__Problem details__. Would you set down every entry shown below, precisely as written?

__Supplied information__.
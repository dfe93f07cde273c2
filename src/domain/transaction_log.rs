//! Append-only transaction log, the audit trail for every point movement.

use std::sync::atomic::{AtomicU64, Ordering};

use chrono::Utc;
use tokio::sync::RwLock;

use super::{Transaction, TransactionKind, UserId};

/// The ledger's audit log.
///
/// Entries are appended with monotonically increasing ids starting at 1 and
/// are never mutated or deleted; ordering equals creation order. Balances
/// are derivable at any time by folding the log, which is the consistency
/// invariant the tests pin down.
#[derive(Debug)]
pub struct TransactionLog {
    entries: RwLock<Vec<Transaction>>,
    next_id: AtomicU64,
}

impl TransactionLog {
    /// Creates an empty log.
    #[must_use]
    pub fn new() -> Self {
        Self {
            entries: RwLock::new(Vec::new()),
            next_id: AtomicU64::new(1),
        }
    }

    /// Appends one entry. `amount` must already be positive; the sign is
    /// carried by `kind`.
    pub async fn append(
        &self,
        user_id: UserId,
        kind: TransactionKind,
        amount: i64,
        reason: String,
    ) -> Transaction {
        let tx = Transaction {
            id: self.next_id.fetch_add(1, Ordering::Relaxed),
            user_id,
            kind,
            amount,
            reason,
            timestamp: Utc::now(),
        };
        self.entries.write().await.push(tx.clone());
        tx
    }

    /// Returns the whole log in creation order.
    pub async fn list(&self) -> Vec<Transaction> {
        self.entries.read().await.clone()
    }

    /// Returns the entries for one user, in creation order.
    pub async fn for_user(&self, user_id: UserId) -> Vec<Transaction> {
        self.entries
            .read()
            .await
            .iter()
            .filter(|t| t.user_id == user_id)
            .cloned()
            .collect()
    }

    /// Folds the log into a balance for one user: credits minus debits.
    pub async fn balance_for(&self, user_id: UserId) -> i64 {
        self.entries
            .read()
            .await
            .iter()
            .filter(|t| t.user_id == user_id)
            .map(Transaction::signed_amount)
            .sum()
    }

    /// Replaces the whole log (snapshot restore), resuming the id sequence
    /// after the highest restored id.
    pub async fn replace_all(&self, entries: Vec<Transaction>) {
        let next = entries.iter().map(|t| t.id).max().map_or(1, |max| max + 1);
        self.next_id.store(next, Ordering::Relaxed);
        *self.entries.write().await = entries;
    }

    /// Returns the number of entries.
    pub async fn len(&self) -> usize {
        self.entries.read().await.len()
    }

    /// Returns `true` if the log is empty.
    pub async fn is_empty(&self) -> bool {
        self.entries.read().await.is_empty()
    }
}

impl Default for TransactionLog {
    fn default() -> Self {
        Self::new()
    }
}

#[cfg(test)]
#[allow(clippy::panic)]
mod tests {
    use super::*;

    #[tokio::test]
    async fn ids_are_monotonic_from_one() {
        let log = TransactionLog::new();
        let user = UserId::new();
        let a = log
            .append(user, TransactionKind::Credit, 500, "a".to_string())
            .await;
        let b = log
            .append(user, TransactionKind::Debit, 100, "b".to_string())
            .await;
        assert_eq!(a.id, 1);
        assert_eq!(b.id, 2);
    }

    #[tokio::test]
    async fn balance_is_credits_minus_debits() {
        let log = TransactionLog::new();
        let user = UserId::new();
        let other = UserId::new();

        let _ = log
            .append(user, TransactionKind::Credit, 500, "task".to_string())
            .await;
        let _ = log
            .append(user, TransactionKind::Debit, 100, "fee".to_string())
            .await;
        let _ = log
            .append(other, TransactionKind::Credit, 999, "task".to_string())
            .await;

        assert_eq!(log.balance_for(user).await, 400);
        assert_eq!(log.balance_for(other).await, 999);
        assert_eq!(log.balance_for(UserId::new()).await, 0);
    }

    #[tokio::test]
    async fn for_user_filters_and_keeps_order() {
        let log = TransactionLog::new();
        let user = UserId::new();
        let _ = log
            .append(user, TransactionKind::Credit, 1, "first".to_string())
            .await;
        let _ = log
            .append(UserId::new(), TransactionKind::Credit, 2, "noise".to_string())
            .await;
        let _ = log
            .append(user, TransactionKind::Credit, 3, "second".to_string())
            .await;

        let mine = log.for_user(user).await;
        assert_eq!(mine.len(), 2);
        let reasons: Vec<&str> = mine.iter().map(|t| t.reason.as_str()).collect();
        assert_eq!(reasons, vec!["first", "second"]);
    }

    #[tokio::test]
    async fn replace_all_resumes_id_sequence() {
        let log = TransactionLog::new();
        let user = UserId::new();
        let seeded = vec![Transaction {
            id: 41,
            user_id: user,
            kind: TransactionKind::Credit,
            amount: 10,
            reason: "restored".to_string(),
            timestamp: Utc::now(),
        }];
        log.replace_all(seeded).await;

        let next = log
            .append(user, TransactionKind::Credit, 5, "new".to_string())
            .await;
        assert_eq!(next.id, 42);
        assert_eq!(log.len().await, 2);
    }
}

__Result__.
repository dfe93f07cde273c2
filename src/domain/transaction_log.rs
//! Append-only transaction log, the audit trail for every point movement.

use std::sync::atomic::{AtomicU64, Ordering};

use chrono::Utc;
use tokio::sync::RwLock;

use super::{Transaction, TransactionKind, UserId};

/// The ledger's audit log.
///
/// Entries are appended with monotonically increasing ids starting at 1 and
/// are never mutated or deleted; ordering equals creation order. Balances
/// are derivable at any time by folding the log, which is the consistency
/// invariant the tests pin down.
#[derive(Debug)]
pub struct TransactionLog {
    entries: RwLock<Vec<Transaction>>,
    next_id: AtomicU64,
}

impl TransactionLog {
    /// Creates an empty log.
    #[must_use]
    pub fn new() -> Self {
        Self {
            entries: RwLock::new(Vec::new()),
            next_id: AtomicU64::new(1),
        }
    }

    /// Appends one entry. `amount` must already be positive; the sign is
    /// carried by `kind`.
    pub async fn append(
        &self,
        user_id: UserId,
        kind: TransactionKind,
        amount: i64,
        reason: String,
    ) -> Transaction {
        let tx = Transaction {
            id: self.next_id.fetch_add(1, Ordering::Relaxed),
            user_id,
            kind,
            amount,
            reason,
            timestamp: Utc::now(),
        };
        self.entries.write().await.push(tx.clone());
        tx
    }

    /// Returns the whole log in creation order.
    pub async fn list(&self) -> Vec<Transaction> {
        self.entries.read().await.clone()
    }

    /// Returns the entries for one user, in creation order.
    pub async fn for_user(&self, user_id: UserId) -> Vec<Transaction> {
        self.entries
            .read()
            .await
            .iter()
            .filter(|t| t.user_id == user_id)
            .cloned()
            .collect()
    }

    /// Folds the log into a balance for one user: credits minus debits.
    pub async fn balance_for(&self, user_id: UserId) -> i64 {
        self.entries
            .read()
            .await
            .iter()
            .filter(|t| t.user_id == user_id)
            .map(Transaction::signed_amount)
            .sum()
    }

    /// Replaces the whole log (snapshot restore), resuming the id sequence
    /// after the highest restored id.
    pub async fn replace_all(&self, entries: Vec<Transaction>) {
        let next = entries.iter().map(|t| t.id).max().map_or(1, |max| max + 1);
        self.next_id.store(next, Ordering::Relaxed);
        *self.entries.write().await = entries;
    }

    /// Returns the number of entries.
    pub async fn len(&self) -> usize {
        self.entries.read().await.len()
    }

    /// Returns `true` if the log is empty.
    pub async fn is_empty(&self) -> bool {
        self.entries.read().await.is_empty()
    }
}

impl Default for TransactionLog {
    fn default() -> Self {
        Self::new()
    }
}

#[cfg(test)]
#[allow(clippy::panic)]
mod tests {
    use super::*;

    #[tokio::test]
    async fn ids_are_monotonic_from_one() {
        let log = TransactionLog::new();
        let user = UserId::new();
        let a = log
            .append(user, TransactionKind::Credit, 500, "a".to_string())
            .await;
        let b = log
            .append(user, TransactionKind::Debit, 100, "b".to_string())
            .await;
        assert_eq!(a.id, 1);
        assert_eq!(b.id, 2);
    }

    #[tokio::test]
    async fn balance_is_credits_minus_debits() {
        let log = TransactionLog::new();
        let user = UserId::new();
        let other = UserId::new();

        let _ = log
            .append(user, TransactionKind::Credit, 500, "task".to_string())
            .await;
        let _ = log
            .append(user, TransactionKind::Debit, 100, "fee".to_string())
            .await;
        let _ = log
            .append(other, TransactionKind::Credit, 999, "task".to_string())
            .await;

        assert_eq!(log.balance_for(user).await, 400);
        assert_eq!(log.balance_for(other).await, 999);
        assert_eq!(log.balance_for(UserId::new()).await, 0);
    }

    #[tokio::test]
    async fn for_user_filters_and_keeps_order() {
        let log = TransactionLog::new();
        let user = UserId::new();
        let _ = log
            .append(user, TransactionKind::Credit, 1, "first".to_string())
            .await;
        let _ = log
            .append(UserId::new(), TransactionKind::Credit, 2, "noise".to_string())
            .await;
        let _ = log
            .append(user, TransactionKind::Credit, 3, "second".to_string())
            .await;

        let mine = log.for_user(user).await;
        assert_eq!(mine.len(), 2);
        let reasons: Vec<&str> = mine.iter().map(|t| t.reason.as_str()).collect();
        assert_eq!(reasons, vec!["first", "second"]);
    }

    #[tokio::test]
    async fn replace_all_resumes_id_sequence() {
        let log = TransactionLog::new();
        let user = UserId::new();
        let seeded = vec![Transaction {
            id: 41,
            user_id: user,
            kind: TransactionKind::Credit,
            amount: 10,
            reason: "restored".to_string(),
            timestamp: Utc::now(),
        }];
        log.replace_all(seeded).await;

        let next = log
            .append(user, TransactionKind::Credit, 5, "new".to_string())
            .await;
        assert_eq!(next.id, 42);
        assert_eq!(log.len().await, 2);
    }
}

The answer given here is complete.